• 吴裕雄 python深度学习与实践(17)


    import tensorflow as tf
    from tensorflow.examples.tutorials.mnist import input_data
    import time
    
    # 声明输入图片数据,类别
    x = tf.placeholder('float', [None, 784])
    y_ = tf.placeholder('float', [None, 10])
    # 输入图片数据转化
    x_image = tf.reshape(x, [-1, 28, 28, 1])
    
    #第一层卷积层,初始化卷积核参数、偏置值,该卷积层5*5大小,一个通道,共有6个不同卷积核
    filter1 = tf.Variable(tf.truncated_normal([5, 5, 1, 6]))
    bias1 = tf.Variable(tf.truncated_normal([6]))
    conv1 = tf.nn.conv2d(x_image, filter1, strides=[1, 1, 1, 1], padding='SAME')
    h_conv1 = tf.nn.relu(conv1 + bias1)
    
    maxPool2 = tf.nn.max_pool(h_conv1, ksize=[1, 2, 2, 1],strides=[1, 2, 2, 1], padding='SAME')
    
    filter2 = tf.Variable(tf.truncated_normal([5, 5, 6, 16]))
    bias2 = tf.Variable(tf.truncated_normal([16]))

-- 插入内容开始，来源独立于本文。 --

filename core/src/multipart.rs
//! Minimal multipart/form-data (RFC 7578) encoder.
//!
//! Used only when a submission carries a profile image: the five text fields
//! become text parts and the image becomes a single file part, all inside one
//! body. The boundary is a fresh v4 UUID, so it cannot collide with field
//! content in practice.

use uuid::Uuid;

use crate::types::{EmployeeFields, ImageFile};

/// Wire name of the image part, fixed by the backend contract.
pub(crate) const IMAGE_FIELD: &str = "profileImage";

/// An encoded multipart body plus the exact `Content-Type` value (with
/// boundary parameter) the request must carry.
#[derive(Debug, Clone)]
pub struct MultipartBody {
    pub content_type: String,
    pub bytes: Vec<u8>,
}

/// Encode the submission fields and image into one multipart body.
pub(crate) fn encode(fields: &EmployeeFields, image: &ImageFile) -> MultipartBody {
    let boundary = format!("----employee-{}", Uuid::new_v4().simple());
    let mut bytes = Vec::with_capacity(image.bytes.len() + 512);

    for (name, value) in fields.as_pairs() {
        bytes.extend_from_slice(format!("--{boundary}\r\n").as_bytes());
        bytes.extend_from_slice(
            format!("Content-Disposition: form-data; name=\"{name}\"\r\n\r\n").as_bytes(),
        );
        bytes.extend_from_slice(value.as_bytes());
        bytes.extend_from_slice(b"\r\n");
    }

    bytes.extend_from_slice(format!("--{boundary}\r\n").as_bytes());
    bytes.extend_from_slice(
        format!(
            "Content-Disposition: form-data; name=\"{IMAGE_FIELD}\"; filename=\"{}\"\r\n",
            image.file_name
        )
        .as_bytes(),
    );
    bytes.extend_from_slice(format!("Content-Type: {}\r\n\r\n", image.content_type).as_bytes());
    bytes.extend_from_slice(&image.bytes);
    bytes.extend_from_slice(format!("\r\n--{boundary}--\r\n").as_bytes());

    MultipartBody {
        content_type: format!("multipart/form-data; boundary={boundary}"),
        bytes,
    }
}
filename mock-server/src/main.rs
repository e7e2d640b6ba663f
use tokio::net::TcpListener;

#[tokio::main]
async fn main() -> Result<(), std::io::Error> {
    let port = std::env::var("PORT").unwrap_or_else(|_| "8080".to_string());
    let addr = format!("127.0.0.1:{port}");
    let listener = TcpListener::bind(&addr).await?;
    println!("listening on {addr}");
    mock_server::run(listener).await
}
//! Domain DTOs for the employee API.
//!
//! # Design
//! These types mirror the backend's wire schema but are defined independently
//! from the mock-server crate; integration tests catch schema drift. The
//! submission payload is an explicit struct listing exactly the five text
//! fields — the encoder never iterates unknown keys.

use serde::{Deserialize, Serialize};

/// A persisted employee record returned by the API.
///
/// `id` is an opaque backend-assigned string (`_id` on the wire) and only
/// exists once a create has succeeded. `salary` stays a string: the backend
/// stores it verbatim and the client never does arithmetic on it.
#[derive(Debug, Clone, Serialize, Deserialize, PartialEq, Eq)]
pub struct Employee {
    #[serde(rename = "_id")]
    pub id: String,
    pub name: String,
    pub email: String,
    pub phone: String,
    pub department: String,
    pub salary: String,
    /// URL of the stored profile image, if one was ever uploaded.
    #[serde(rename = "profileImage", skip_serializing_if = "Option::is_none")]
    pub profile_image: Option<String>,
}

/// The text fields of a create/update submission.
///
/// Exactly these five fields go on the wire, either as a JSON object or as
/// the text parts of a multipart body.
#[derive(Debug, Clone, Default, Serialize, Deserialize, PartialEq, Eq)]
pub struct EmployeeFields {
    pub name: String,
    pub email: String,
    pub phone: String,
    pub department: String,
    pub salary: String,
}

impl EmployeeFields {
    /// Field name/value pairs in wire order, for the multipart encoder.
    pub(crate) fn as_pairs(&self) -> [(&'static str, &str); 5] {
        [
            ("name", self.name.as_str()),
            ("email", self.email.as_str()),
            ("phone", self.phone.as_str()),
            ("department", self.department.as_str()),
            ("salary", self.salary.as_str()),
        ]
    }
}

/// A raw image blob handed over by the host's file picker.
///
/// No MIME or size validation happens here; the backend decides what it
/// accepts.
#[derive(Debug, Clone, PartialEq, Eq)]
pub struct ImageFile {
    pub file_name: String,
    pub content_type: String,
    pub bytes: Vec<u8>,
}

/// Response envelope of the mutating endpoints (create/update/delete).
///
/// `success: false` with a 2xx status is an application-level rejection; the
/// server's `message` is meant to be shown to the user verbatim.
#[derive(Debug, Clone, Serialize, Deserialize, PartialEq, Eq)]
pub struct ApiEnvelope {
    pub success: bool,
    pub message: String,
    #[serde(default, skip_serializing_if = "Option::is_none")]
    pub data: Option<Employee>,
}

/// Wrapper around list/get responses: `{ "data": ... }`.
#[derive(Debug, Deserialize)]
pub(crate) struct DataEnvelope<T> {
    pub data: T,
}
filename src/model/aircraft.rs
use std::cell::Cell;

use async_channel::Receiver;

use crate::event::{Event, EventManager, EventType};
use crate::units::Speed;

pub const MIN_CRUISE_SPEED_KT: f64 = 40.0;
pub const MAX_CRUISE_SPEED_KT: f64 = 400.0;
pub const MIN_FUEL_CONSUMPTION_LPH: f64 = 5.0;
pub const MAX_FUEL_CONSUMPTION_LPH: f64 = 100.0;

/// Performance figures of the aircraft flying the route.
///
/// Values are unknown (NaN) until set. Values outside the plausible range are
/// stored as unknown. Every change is announced with `Event::AircraftChanged`.
pub struct Aircraft {
    name: String,
    cruise_speed: Cell<Speed>,
    fuel_consumption: Cell<f64>,
    events: EventManager,
}

impl Aircraft {
    pub fn new(name: String, cruise_speed_kt: f64, fuel_consumption_lph: f64) -> Self {
        let aircraft = Aircraft {
            name,
            ..Default::default()
        };
        aircraft.cruise_speed.set(Self::checked_speed(cruise_speed_kt));
        aircraft.fuel_consumption.set(Self::checked_consumption(fuel_consumption_lph));
        aircraft
    }

    fn checked_speed(kt: f64) -> Speed {
        if (MIN_CRUISE_SPEED_KT..=MAX_CRUISE_SPEED_KT).contains(&kt) {
            Speed::from_kt(kt)
        } else {
            Speed::default()
        }
    }

    fn checked_consumption(lph: f64) -> f64 {
        if (MIN_FUEL_CONSUMPTION_LPH..=MAX_FUEL_CONSUMPTION_LPH).contains(&lph) {
            lph
        } else {
            f64::NAN
        }
    }

    pub fn get_name(&self) -> &str {
        &self.name
    }

    /// True air speed in cruise
    pub fn get_cruise_speed(&self) -> Speed {
        self.cruise_speed.get()
    }

    pub fn get_cruise_speed_kt(&self) -> f64 {
        self.cruise_speed.get().to_kt()
    }

    /// Fuel consumption in liters per hour
    pub fn get_fuel_consumption(&self) -> f64 {
        self.fuel_consumption.get()
    }

    pub fn set_cruise_speed_kt(&self, kt: f64) {
        let new = Self::checked_speed(kt);
        if !same(new.to_kt(), self.get_cruise_speed_kt()) {
            self.cruise_speed.set(new);
            self.events.notify_listeners(Event::AircraftChanged);
        }
    }

    pub fn set_fuel_consumption(&self, lph: f64) {
        let new = Self::checked_consumption(lph);
        if !same(new, self.get_fuel_consumption()) {
            self.fuel_consumption.set(new);
            self.events.notify_listeners(Event::AircraftChanged);
        }
    }

    pub fn register_listener(&self) -> Option<Receiver<Event>> {
        self.events.register_listener(&[EventType::AircraftChanged])
    }
}

impl Default for Aircraft {
    fn default() -> Self {
        Self {
            name: "".to_string(),
            cruise_speed: Cell::new(Speed::default()),
            fuel_consumption: Cell::new(f64::NAN),
            events: EventManager::new(),
        }
    }
}

// Equal, treating two unknown values as the same
pub(crate) fn same(a: f64, b: f64) -> bool {
    (a.is_nan() && b.is_nan()) || a == b
}

#[cfg(test)]
mod tests {
    use crate::event::drain;

    use super::Aircraft;

    #[test]
    fn test_new() {
        let a = Aircraft::new("C172".to_string(), 110.0, 30.0);
        assert_eq!(a.get_name(), "C172");
        assert!((a.get_cruise_speed_kt() - 110.0).abs() < 1e-9);
        assert_eq!(a.get_fuel_consumption(), 30.0);
    }

    #[test]
    fn test_out_of_range_is_unknown() {
        let a = Aircraft::new("Fast".to_string(), 1000.0, 2.0);
        assert!(!a.get_cruise_speed().is_finite());
        assert!(a.get_fuel_consumption().is_nan());
        let a = Aircraft::default();
        assert!(!a.get_cruise_speed().is_finite());
    }

    #[test]
    fn test_change_notification() {
        let a = Aircraft::new("C172".to_string(), 110.0, 30.0);
        let rx = a.register_listener().unwrap();

        a.set_cruise_speed_kt(110.0);
        assert_eq!(drain(&rx), 0);

        a.set_cruise_speed_kt(120.0);
        a.set_fuel_consumption(25.0);
        assert_eq!(drain(&rx), 2);

        a.set_fuel_consumption(f64::NAN);
        a.set_fuel_consumption(500.0);
        assert_eq!(drain(&rx), 1);
    }
}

    conv2 = tf.nn.conv2d(maxPool2, filter2, strides=[1, 1, 1, 1], padding='SAME')
    h_conv2 = tf.nn.relu(conv2 + bias2)
    
    maxPool3 = tf.nn.max_pool(h_conv2, ksize=[1, 2, 2, 1],strides=[1, 2, 2, 1], padding='SAME')
    
    filter3 = tf.Variable(tf.truncated_normal([5, 5, 16, 120]))
    bias3 = tf.Variable(tf.truncated_normal([120]))
    conv3 = tf.nn.conv2d(maxPool3, filter3, strides=[1, 1, 1, 1], padding='SAME')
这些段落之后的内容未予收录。